Onun, eteklerine sarılan çocuklarından başka, sırtında da ağır yükler vardı. Hayatında üst-üste yaşanan olaylar meydana gelirken, bir tarafını hep dik tutmalıydı…
Öyle olmalıydı o “Anne”ydi. Annesinden öyle görmüştü…
Bir değildi kederleri, sağanak yağmur misali bin yerden bastırıyordu her zaman…
Hüzün; göz kenarında asılı, hazır bir damlaydı yere düşmeyi bekleyen...
        Ne çabuk geçti uzun günler, geceler…
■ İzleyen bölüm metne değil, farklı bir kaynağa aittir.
//! Upserts, raw line injection, section replacement, compaction and merge.

use super::line::{self, Line};
use super::request::{self, KeyRequest, RawLine, RawPosition};
use super::stage::StageWriter;
use super::{ConfigStore, Missing};
use crate::{Error, Result};
use indexmap::IndexMap;
use std::io::{self, BufRead};
use std::path::Path;
use tracing::debug;

/// Outstanding upserts. Duplicate `(section, key)` pairs collapse into the
/// first entry with the last value.
struct PendingKeys {
    entries: Vec<PendingKey>,
}

struct PendingKey {
    section: String,
    key: String,
    value: String,
    written: bool,
}

impl PendingKeys {
    fn new(requests: &[KeyRequest]) -> Result<Self> {
        let mut entries: Vec<PendingKey> = Vec::with_capacity(requests.len());
        for req in requests {
            request::check_section(&req.section)?;
            request::check_key(&req.key)?;
            let value = req.value.as_deref().ok_or_else(|| {
                Error::InvalidInput(format!("no value given for [{}] {}", req.section, req.key))
            })?;
            request::check_value(value)?;

            let key = req.key.trim();
            let existing = entries.iter_mut().find(|e| {
                line::same_name(&e.section, &req.section) && line::same_name(&e.key, key)
            });
            match existing {
                Some(existing) => existing.value = value.trim().to_string(),
                None => entries.push(PendingKey {
                    section: req.section.clone(),
                    key: key.to_string(),
                    value: value.trim().to_string(),
                    written: false,
                }),
            }
        }
        Ok(Self { entries })
    }

    fn wants_section(&self, section: &str) -> bool {
        self.entries
            .iter()
            .any(|e| !e.written && line::same_name(&e.section, section))
    }

    /// Claim the entry for a key line found in `section`.
    fn take(&mut self, section: &str, key: &str) -> Option<String> {
        let entry = self.entries.iter_mut().find(|e| {
            !e.written && line::same_name(&e.section, section) && line::same_name(&e.key, key)
        })?;
        entry.written = true;
        Some(line::format_key(&entry.key, &entry.value))
    }

    /// Claim every remaining entry of `section` as formatted key lines.
    fn take_section(&mut self, section: &str) -> Vec<String> {
        self.entries
            .iter_mut()
            .filter(|e| !e.written && line::same_name(&e.section, section))
            .map(|e| {
                e.written = true;
                line::format_key(&e.key, &e.value)
            })
            .collect()
    }

    /// Sections with unwritten entries, in first-reference order.
    fn remaining_sections(&self) -> Vec<String> {
        let mut sections: Vec<String> = Vec::new();
        for entry in self.entries.iter().filter(|e| !e.written) {
            if !sections.iter().any(|s| line::same_name(s, &entry.section)) {
                sections.push(entry.section.clone());
            }
        }
        sections
    }

    fn unwritten(&self) -> usize {
        self.entries.iter().filter(|e| !e.written).count()
    }
}

/// Body of a target section, held until its end is reached.
struct SectionBuffer {
    name: String,
    lines: Vec<String>,
}

impl SectionBuffer {
    fn new(name: &str) -> Self {
        Self {
            name: name.to_string(),
            lines: Vec::new(),
        }
    }

    /// Split off the trailing blank lines.
    fn split_trailing_blanks(&mut self) -> Vec<String> {
        let keep = self
            .lines
            .iter()
            .rposition(|l| !l.trim().is_empty())
            .map_or(0, |idx| idx + 1);
        self.lines.split_off(keep)
    }
}

impl ConfigStore {
    /// Insert or update one key, creating the section and file as needed.
    pub fn write_key(
        &self,
        file: impl AsRef<Path>,
        section: &str,
        key: &str,
        value: &str,
    ) -> Result<()> {
        self.write_keys(file, &[KeyRequest::with_value(section, key, value)])
    }

    /// Insert or update a batch of keys in one pass.
    ///
    /// Sections that do not exist are appended at the end of the file in
    /// the order they were first referenced. Fails without touching the
    /// file unless every entry was placed.
    pub fn write_keys(&self, file: impl AsRef<Path>, requests: &[KeyRequest]) -> Result<()> {
        let path = file.as_ref();
        let mut pending = PendingKeys::new(requests)?;
        if pending.entries.is_empty() {
            return Ok(());
        }

        self.rewrite(path, Missing::Create, |source, out| {
            let mut current: Option<SectionBuffer> = None;
            while let Some(raw) = source.next_line()? {
                if let Line::Header(name) = line::classify(&raw) {
                    if let Some(buffer) = current.take() {
                        flush_keys(buffer, &mut pending, out)?;
                        out.separate()?;
                    }
                    if pending.wants_section(name) {
                        current = Some(SectionBuffer::new(name));
                    }
                    out.write_line(&raw)?;
                    continue;
                }
                match current.as_mut() {
                    Some(buffer) => buffer.lines.push(raw),
                    None => out.write_line(&raw)?,
                }
            }
            if let Some(buffer) = current.take() {
                flush_keys(buffer, &mut pending, out)?;
            }

            for section in pending.remaining_sections() {
                out.separate()?;
                out.write_line(&line::format_header(&section))?;
                for entry in pending.take_section(&section) {
                    out.write_line(&entry)?;
                }
            }

            let unwritten = pending.unwritten();
            if unwritten > 0 {
                return Err(Error::Incomplete {
                    file: path.display().to_string(),
                    unwritten,
                });
            }
            Ok(true)
        })?;

        debug!(file = %path.display(), entries = requests.len(), "wrote keys");
        Ok(())
    }

    /// Insert one literal line into a section.
    pub fn write_raw_line(
        &self,
        file: impl AsRef<Path>,
        section: &str,
        raw: &str,
        position: RawPosition,
    ) -> Result<()> {
        self.write_raw_lines(file, &[RawLine::new(section, raw)], position)
    }

    /// Insert literal lines into their sections, creating absent sections.
    ///
    /// `Append` places the lines after the section's last non-blank line,
    /// `Prepend` directly after its header. Lines keep their given order.
    pub fn write_raw_lines(
        &self,
        file: impl AsRef<Path>,
        lines: &[RawLine],
        position: RawPosition,
    ) -> Result<()> {
        let path = file.as_ref();
        let mut pending: IndexMap<String, (String, Vec<String>)> = IndexMap::new();
        for item in lines {
            request::check_section(&item.section)?;
            request::check_raw_line(&item.line)?;
            pending
                .entry(item.section.to_lowercase())
                .or_insert_with(|| (item.section.clone(), Vec::new()))
                .1
                .push(item.line.clone());
        }
        if pending.is_empty() {
            return Ok(());
        }

        self.rewrite(path, Missing::Create, |source, out| {
            let mut current: Option<(SectionBuffer, Vec<String>)> = None;
            while let Some(raw) = source.next_line()? {
                if let Line::Header(name) = line::classify(&raw) {
                    if let Some((buffer, inserted)) = current.take() {
                        flush_raw(buffer, inserted, position, out)?;
                    }
                    out.write_line(&raw)?;
                    if let Some((_, inserted)) = pending.shift_remove(&name.to_lowercase()) {
                        current = Some((SectionBuffer::new(name), inserted));
                    }
                    continue;
                }
                match current.as_mut() {
                    Some((buffer, _)) => buffer.lines.push(raw),
                    None => out.write_line(&raw)?,
                }
            }
            if let Some((buffer, inserted)) = current.take() {
                flush_raw(buffer, inserted, position, out)?;
            }

            for (_, (section, inserted)) in pending.drain(..) {
                out.separate()?;
                out.write_line(&line::format_header(&section))?;
                for raw in inserted {
                    out.write_line(&raw)?;
                }
            }
            Ok(true)
        })?;

        debug!(file = %path.display(), lines = lines.len(), ?position, "wrote raw lines");
        Ok(())
    }

    /// Replace a section's body with `lines`, verbatim.
    ///
    /// The section is appended if absent. Later repeated headers of the
    /// same section are dropped with their bodies.
    pub fn write_section_fast(
        &self,
        file: impl AsRef<Path>,
        section: &str,
        lines: &[impl AsRef<str>],
    ) -> Result<()> {
        let body = lines.iter().map(|l| Ok::<_, io::Error>(l.as_ref().to_string()));
        self.replace_section(file.as_ref(), section, body)
    }

    /// Like [`ConfigStore::write_section_fast`], pulling the body from a
    /// reader one line at a time.
    pub fn write_section_fast_from<R: BufRead>(
        &self,
        file: impl AsRef<Path>,
        section: &str,
        reader: R,
    ) -> Result<()> {
        let body = reader.lines().map(|l| {
            l.map(|mut text| {
                if text.ends_with('\r') {
                    text.pop();
                }
                text
            })
        });
        self.replace_section(file.as_ref(), section, body)
    }

    fn replace_section(
        &self,
        path: &Path,
        section: &str,
        body: impl Iterator<Item = io::Result<String>>,
    ) -> Result<()> {
        request::check_section(section)?;

        self.rewrite(path, Missing::Create, |source, out| {
            let mut body = Some(body);
            let mut skipping = false;
            while let Some(raw) = source.next_line()? {
                if let Line::Header(name) = line::classify(&raw) {
                    if line::same_name(name, section) {
                        if let Some(body) = body.take() {
                            out.write_line(&raw)?;
                            write_body(body, out)?;
                        }
                        skipping = true;
                        continue;
                    }
                    if skipping {
                        out.separate()?;
                        skipping = false;
                    }
                }
                if !skipping {
                    out.write_line(&raw)?;
                }
            }

            if let Some(body) = body.take() {
                out.separate()?;
                out.write_line(&line::format_header(section))?;
                write_body(body, out)?;
            }
            Ok(true)
        })?;

        debug!(file = %path.display(), section, "replaced section");
        Ok(())
    }

    /// Rewrite every key line as `key=value`. Returns whether anything
    /// changed; an unchanged file is not rewritten.
    pub fn compact(&self, file: impl AsRef<Path>) -> Result<bool> {
        let path = file.as_ref();
        let changed = self.rewrite(path, Missing::Fail, |source, out| {
            let mut changed = false;
            while let Some(raw) = source.next_line()? {
                match line::classify(&raw) {
                    Line::Key { key, value } => {
                        let normalized = line::format_key(key, value);
                        changed |= normalized != raw;
                        out.write_line(&normalized)?;
                    }
                    _ => out.write_line(&raw)?,
                }
            }
            Ok(changed)
        })?;

        debug!(file = %path.display(), changed, "compacted");
        Ok(changed)
    }

    /// Replay every key of each source into `dest`, in order, so later
    /// sources win. Missing sources contribute nothing.
    pub fn merge(&self, sources: &[impl AsRef<Path>], dest: impl AsRef<Path>) -> Result<()> {
        let dest = dest.as_ref();
        for source in sources {
            let sections = self.read_all(source)?;
            let mut requests = Vec::new();
            let mut empty = Vec::new();
            for section in &sections {
                if section.entries.is_empty() {
                    empty.push(section.name.as_str());
                }
                requests.extend(section.entries.iter().map(|kv| {
                    KeyRequest::with_value(&section.name, &kv.key, &kv.value)
                }));
            }
            self.write_keys(dest, &requests)?;
            if !empty.is_empty() {
                self.add_sections(dest, &empty)?;
            }
            debug!(
                source = %source.as_ref().display(),
                dest = %dest.display(),
                keys = requests.len(),
                "merged"
            );
        }
        Ok(())
    }
}

/// Emit a buffered target section: trailing blanks dropped, matching keys
/// replaced, remaining entries appended.
fn flush_keys(
    mut buffer: SectionBuffer,
    pending: &mut PendingKeys,
    out: &mut StageWriter,
) -> Result<()> {
    buffer.split_trailing_blanks();
    for raw in &buffer.lines {
        let replaced = match line::classify(raw) {
            Line::Key { key, .. } => pending.take(&buffer.name, key),
            _ => None,
        };
        out.write_line(replaced.as_deref().unwrap_or(raw))?;
    }
    for entry in pending.take_section(&buffer.name) {
        out.write_line(&entry)?;
    }
    Ok(())
}

fn flush_raw(
    mut buffer: SectionBuffer,
    inserted: Vec<String>,
    position: RawPosition,
    out: &mut StageWriter,
) -> Result<()> {
    let trailing = buffer.split_trailing_blanks();
    let (first, second) = match position {
        RawPosition::Prepend => (inserted, buffer.lines),
        RawPosition::Append => (buffer.lines, inserted),
    };
    for raw in first.iter().chain(&second).chain(&trailing) {
        out.write_line(raw)?;
    }
    Ok(())
}

fn write_body(body: impl Iterator<Item = io::Result<String>>, out: &mut StageWriter) -> Result<()> {
    for raw in body {
        let raw = raw?;
        request::check_raw_line(&raw)?;
        out.write_line(&raw)?;
    }
    Ok(())
}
Daha düne kadar, şu beşiğin başında hasta yavrusu için gözyaşı dökmüştü. Ağlaması hançer gibi yüreğine saplandıkça, evladının rahat bir soluğu için ömrünü vermeye bile razıydı. Hiç uyumadan, kıpırdamadan geçirilen onca saat, soluğunu dinlemiş, göğsünün bir körük gibi inip-kalkışlarını izlemişti. Kim bilir kaç geceler boyunca da annesi onu beklemişti…
“Anne” olmak bazı zamanlar zor olmuş, ancak o zaman anlamıştı kendi annesinin kıymetini de. “Meğer ne zormuş annelik, anneciğim “ diye itirafta bulunmuştu.
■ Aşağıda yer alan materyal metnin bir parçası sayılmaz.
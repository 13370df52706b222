//! Text codecs used to read and rewrite store files.
//!
//! Deciding which codec a file uses is delegated to an [`EncodingDetector`]
//! that only sees the file's leading bytes. The store then streams the file
//! line by line with [`LineReader`] and writes the replacement with
//! [`LineWriter`] in the same codec, BOM included.

use serde::{Deserialize, Serialize};
use std::fs::File;
use std::io::{self, BufRead, BufReader, BufWriter, Read, Write};
use std::path::Path;

/// Number of leading bytes handed to an [`EncodingDetector`].
pub const DETECT_WINDOW: usize = 4;

const UTF8_BOM: &[u8] = &[0xEF, 0xBB, 0xBF];
const UTF16LE_BOM: &[u8] = &[0xFF, 0xFE];
const UTF16BE_BOM: &[u8] = &[0xFE, 0xFF];

/// Encoding of a store file.
#[derive(Debug, Clone, Copy, Default, PartialEq, Eq, Serialize, Deserialize)]
#[serde(rename_all = "kebab-case")]
pub enum TextCodec {
    /// UTF-8 without byte order mark
    #[default]
    Utf8,
    /// UTF-8 with byte order mark
    Utf8Bom,
    /// UTF-16 little endian with byte order mark
    Utf16le,
    /// UTF-16 big endian with byte order mark
    Utf16be,
}

impl TextCodec {
    /// Byte order mark written at the start of a file in this codec.
    pub fn bom(&self) -> &'static [u8] {
        match self {
            TextCodec::Utf8 => &[],
            TextCodec::Utf8Bom => UTF8_BOM,
            TextCodec::Utf16le => UTF16LE_BOM,
            TextCodec::Utf16be => UTF16BE_BOM,
        }
    }

    pub fn as_str(&self) -> &'static str {
        match self {
            TextCodec::Utf8 => "utf8",
            TextCodec::Utf8Bom => "utf8-bom",
            TextCodec::Utf16le => "utf16le",
            TextCodec::Utf16be => "utf16be",
        }
    }

    /// Parse from string, case-insensitive.
    pub fn parse(s: &str) -> Option<Self> {
        match s.to_lowercase().as_str() {
            "utf8" | "utf-8" => Some(TextCodec::Utf8),
            "utf8-bom" | "utf-8-bom" => Some(TextCodec::Utf8Bom),
            "utf16le" | "utf-16le" | "utf16" => Some(TextCodec::Utf16le),
            "utf16be" | "utf-16be" => Some(TextCodec::Utf16be),
            _ => None,
        }
    }

    fn is_utf16(&self) -> bool {
        matches!(self, TextCodec::Utf16le | TextCodec::Utf16be)
    }
}

impl std::fmt::Display for TextCodec {
    fn fmt(&self, f: &mut std::fmt::Formatter<'_>) -> std::fmt::Result {
        write!(f, "{}", self.as_str())
    }
}

/// Chooses a codec from a file's first [`DETECT_WINDOW`] bytes.
pub trait EncodingDetector: Send + Sync {
    fn detect(&self, head: &[u8]) -> TextCodec;
}

/// Detector that only looks at byte order marks; anything else is UTF-8.
#[derive(Debug, Clone, Copy, Default)]
pub struct BomDetector;

impl EncodingDetector for BomDetector {
    fn detect(&self, head: &[u8]) -> TextCodec {
        if head.starts_with(UTF8_BOM) {
            TextCodec::Utf8Bom
        } else if head.starts_with(UTF16LE_BOM) {
            TextCodec::Utf16le
        } else if head.starts_with(UTF16BE_BOM) {
            TextCodec::Utf16be
        } else {
            TextCodec::Utf8
        }
    }
}

/// Read the leading bytes of `path` and ask `detector` for its codec.
pub fn sniff(path: &Path, detector: &dyn EncodingDetector) -> io::Result<TextCodec> {
    let mut head = Vec::with_capacity(DETECT_WINDOW);
    File::open(path)?
        .take(DETECT_WINDOW as u64)
        .read_to_end(&mut head)?;
    Ok(detector.detect(&head))
}

/// Streaming line reader over a file in a known codec.
///
/// Lines are split on `\n`; a trailing `\r` is removed. A leading BOM is
/// skipped.
pub struct LineReader {
    reader: BufReader<File>,
    codec: TextCodec,
    first: bool,
}

impl LineReader {
    pub fn open(path: &Path, codec: TextCodec) -> io::Result<Self> {
        Ok(Self {
            reader: BufReader::new(File::open(path)?),
            codec,
            first: true,
        })
    }

    /// Next line without its terminator, or `None` at end of file.
    pub fn read_line(&mut self) -> io::Result<Option<String>> {
        let line = if self.codec.is_utf16() {
            self.read_utf16_line()?
        } else {
            self.read_utf8_line()?
        };
        let Some(mut line) = line else {
            return Ok(None);
        };
        if self.first {
            self.first = false;
            if line.starts_with('\u{FEFF}') {
                line.remove(0);
            }
        }
        if line.ends_with('\r') {
            line.pop();
        }
        Ok(Some(line))
    }

    fn read_utf8_line(&mut self) -> io::Result<Option<String>> {
        let mut line = String::new();
        if self.reader.read_line(&mut line)? == 0 {
            return Ok(None);
        }
        if line.ends_with('\n') {
            line.pop();
        }
        Ok(Some(line))
    }

    fn read_utf16_line(&mut self) -> io::Result<Option<String>> {
        let mut line = String::new();
        let mut saw_any = false;
        while let Some(unit) = self.read_unit()? {
            saw_any = true;
            if unit == u16::from(b'\n') {
                return Ok(Some(line));
            }
            let ch = if (0xD800..0xDC00).contains(&unit) {
                let low = self.read_unit()?.ok_or_else(|| invalid_utf16(unit))?;
                char::decode_utf16([unit, low])
                    .next()
                    .and_then(|decoded| decoded.ok())
                    .ok_or_else(|| invalid_utf16(low))?
            } else {
                char::from_u32(u32::from(unit)).ok_or_else(|| invalid_utf16(unit))?
            };
            line.push(ch);
        }
        Ok(saw_any.then_some(line))
    }

    fn read_unit(&mut self) -> io::Result<Option<u16>> {
        if self.reader.fill_buf()?.is_empty() {
            return Ok(None);
        }
        let mut bytes = [0u8; 2];
        self.reader.read_exact(&mut bytes)?;
        Ok(Some(match self.codec {
            TextCodec::Utf16be => u16::from_be_bytes(bytes),
            _ => u16::from_le_bytes(bytes),
        }))
    }
}

impl Iterator for LineReader {
    type Item = io::Result<String>;

    fn next(&mut self) -> Option<Self::Item> {
        self.read_line().transpose()
    }
}

fn invalid_utf16(unit: u16) -> io::Error {
    io::Error::new(
        io::ErrorKind::InvalidData,
        format!("invalid UTF-16 code unit 0x{:04X}", unit),
    )
}

/// Buffered line writer producing a given codec and line terminator.
///
/// Remembers whether anything was written and whether the last line was
/// blank, which the store uses to place section separators.
pub struct LineWriter<W: Write> {
    inner: BufWriter<W>,
    codec: TextCodec,
    newline: &'static str,
    last_blank: Option<bool>,
}

impl<W: Write> LineWriter<W> {
    /// Wrap `inner`, writing the codec's BOM immediately.
    pub fn new(inner: W, codec: TextCodec, newline: &'static str) -> io::Result<Self> {
        let mut inner = BufWriter::new(inner);
        inner.write_all(codec.bom())?;
        Ok(Self {
            inner,
            codec,
            newline,
            last_blank: None,
        })
    }

    pub fn write_line(&mut self, line: &str) -> io::Result<()> {
        self.write_str(line)?;
        self.write_str(self.newline)?;
        self.last_blank = Some(line.trim().is_empty());
        Ok(())
    }

    /// Write a blank line unless the output is empty or already ends with one.
    pub fn separate(&mut self) -> io::Result<()> {
        if self.last_blank == Some(false) {
            self.write_line("")?;
        }
        Ok(())
    }

    /// True until the first line is written.
    pub fn is_empty(&self) -> bool {
        self.last_blank.is_none()
    }

    /// Flush buffered output and hand back the underlying writer.
    pub fn finish(self) -> io::Result<W> {
        self.inner.into_inner().map_err(|e| e.into_error())
    }

    fn write_str(&mut self, s: &str) -> io::Result<()> {
        match self.codec {
            TextCodec::Utf8 | TextCodec::Utf8Bom => self.inner.write_all(s.as_bytes()),
            TextCodec::Utf16le => {
                for unit in s.encode_utf16() {
                    self.inner.write_all(&unit.to_le_bytes())?;
                }
                Ok(())
            }
            TextCodec::Utf16be => {
                for unit in s.encode_utf16() {
                    self.inner.write_all(&unit.to_be_bytes())?;
                }
                Ok(())
            }
        }
    }
}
     Bir gün acılar, alacaklı gibi onunda kapısını çaldı. Kara bulutlar aniden toplandı etrafına, gözlerine çöreklendi zehirli yılan gibi damlaları…
Ölüm, en değerli varlığına göz koymuştu. Canına can katanı, soğuk toprakların koynuna birkaç dakikada kendi elleriyle vermişlerdi. Hiç bilmezdi anne acısının bu kadar büyük olduğunu, düşünemezdi yıllarını verse de ölümün onu da koynuna alacağını…
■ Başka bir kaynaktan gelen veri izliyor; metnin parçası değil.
//! inistore CLI - edit sectioned key/value files from scripts.

use clap::Parser;
use inistore::cli::{Cli, Commands, SectionCommands};
use inistore::commands::{self, Output, VariableSource};
use inistore::config::resolve_config;
use inistore::{ConfigStore, PathLockRegistry};
use std::io::{self, BufRead};
use std::process;
use std::sync::Arc;
use tracing_subscriber::EnvFilter;

/// Environment variable holding the log filter (e.g. `debug`, `inistore=trace`).
const LOG_ENV: &str = "INISTORE_LOG";

fn main() {
    init_logging();

    let cli = Cli::parse();
    let human = cli.human_readable;

    if let Err(e) = run(cli) {
        if human {
            eprintln!("Error: {}", e);
        } else {
            eprintln!("{}", serde_json::json!({ "error": e.to_string() }));
        }
        process::exit(1);
    }
}

/// Log to stderr so stdout stays parseable.
fn init_logging() {
    let filter = EnvFilter::try_from_env(LOG_ENV).unwrap_or_else(|_| EnvFilter::new("warn"));
    tracing_subscriber::fmt()
        .with_env_filter(filter)
        .with_writer(io::stderr)
        .with_target(false)
        .init();
}

fn run(cli: Cli) -> Result<(), inistore::Error> {
    let resolved = resolve_config(cli.config.as_deref())?;
    tracing::debug!(source = %resolved.source, "loaded store config");

    let store = ConfigStore::new(Arc::new(PathLockRegistry::new())).with_config(resolved.config);
    let human = cli.human_readable;

    match cli.command {
        Commands::Get { file, section, key } => {
            output(&commands::get(&store, &file, &section, &key)?, human)
        }
        Commands::Set {
            file,
            section,
            key,
            value,
        } => output(&commands::set(&store, &file, &section, &key, &value)?, human),
        Commands::RenameKey {
            file,
            section,
            key,
            new_key,
        } => output(
            &commands::rename_key(&store, &file, &section, &key, &new_key)?,
            human,
        ),
        Commands::DeleteKey { file, section, key } => {
            output(&commands::delete_key(&store, &file, &section, &key)?, human)
        }
        Commands::Section { command } => match command {
            SectionCommands::List { file } => {
                output(&commands::section_list(&store, &file)?, human)
            }
            SectionCommands::Show { file, section } => {
                output(&commands::section_show(&store, &file, &section)?, human)
            }
            SectionCommands::Raw {
                file,
                section,
                blank,
            } => output(
                &commands::section_raw(&store, &file, &section, blank)?,
                human,
            ),
            SectionCommands::Add { file, sections } => {
                output(&commands::section_add(&store, &file, &sections)?, human)
            }
            SectionCommands::Delete { file, sections } => {
                output(&commands::section_delete(&store, &file, &sections)?, human)
            }
            SectionCommands::Rename { file, from, to } => {
                output(&commands::section_rename(&store, &file, &from, &to)?, human)
            }
            SectionCommands::Replace {
                file,
                section,
                lines,
                stdin,
            } => {
                let input: Option<Box<dyn BufRead>> = if stdin {
                    Some(Box::new(io::stdin().lock()))
                } else {
                    None
                };
                output(
                    &commands::section_replace(&store, &file, &section, &lines, input)?,
                    human,
                )
            }
        },
        Commands::RawLine {
            file,
            section,
            line,
            prepend,
        } => output(
            &commands::raw_line(&store, &file, &section, &line, prepend)?,
            human,
        ),
        Commands::Compact { file } => output(&commands::compact(&store, &file)?, human),
        Commands::Merge { dest, sources } => {
            output(&commands::merge(&store, &dest, &sources)?, human)
        }
        Commands::Expand {
            text,
            file,
            section,
            scope,
            set,
        } => {
            let source = VariableSource {
                file: file.as_deref(),
                section: &section,
                scope,
                assignments: &set,
            };
            output(&commands::expand(&store, &text, source)?, human)
        }
    }

    Ok(())
}

/// Print output in JSON or human-readable format.
fn output<T: Output>(result: &T, human: bool) {
    if human {
        println!("{}", result.to_human());
    } else {
        println!("{}", result.to_json());
    }
}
     Meğer ne büyük karaymış gününe mal olan acılar. Bir ömür çıkmazmış insanın içinden. Yüreğini paralayan en kötü gün annesinin ölüm günüymüş…
Şimdi yanında olsaydı keşke de, bir kerecik sesini duysaydı. Annesinin  eteğine yapışan minicik yavrular  gibi oda annesine sığınsaydı, sıcacık kollarına atabilseydi kendini...
Keşkeler hiç düşmesiydi diline, hiç kırmasaydı, ağlatmasaydı annesini. Şimdi kendi gözlerine, o vakit de annesinin gözlerine asılan hüznün zerrelerini bile bırakmasaydı onun gözlerinde.
     Vicdanının sesi miydi tüm bunları aklına getiren?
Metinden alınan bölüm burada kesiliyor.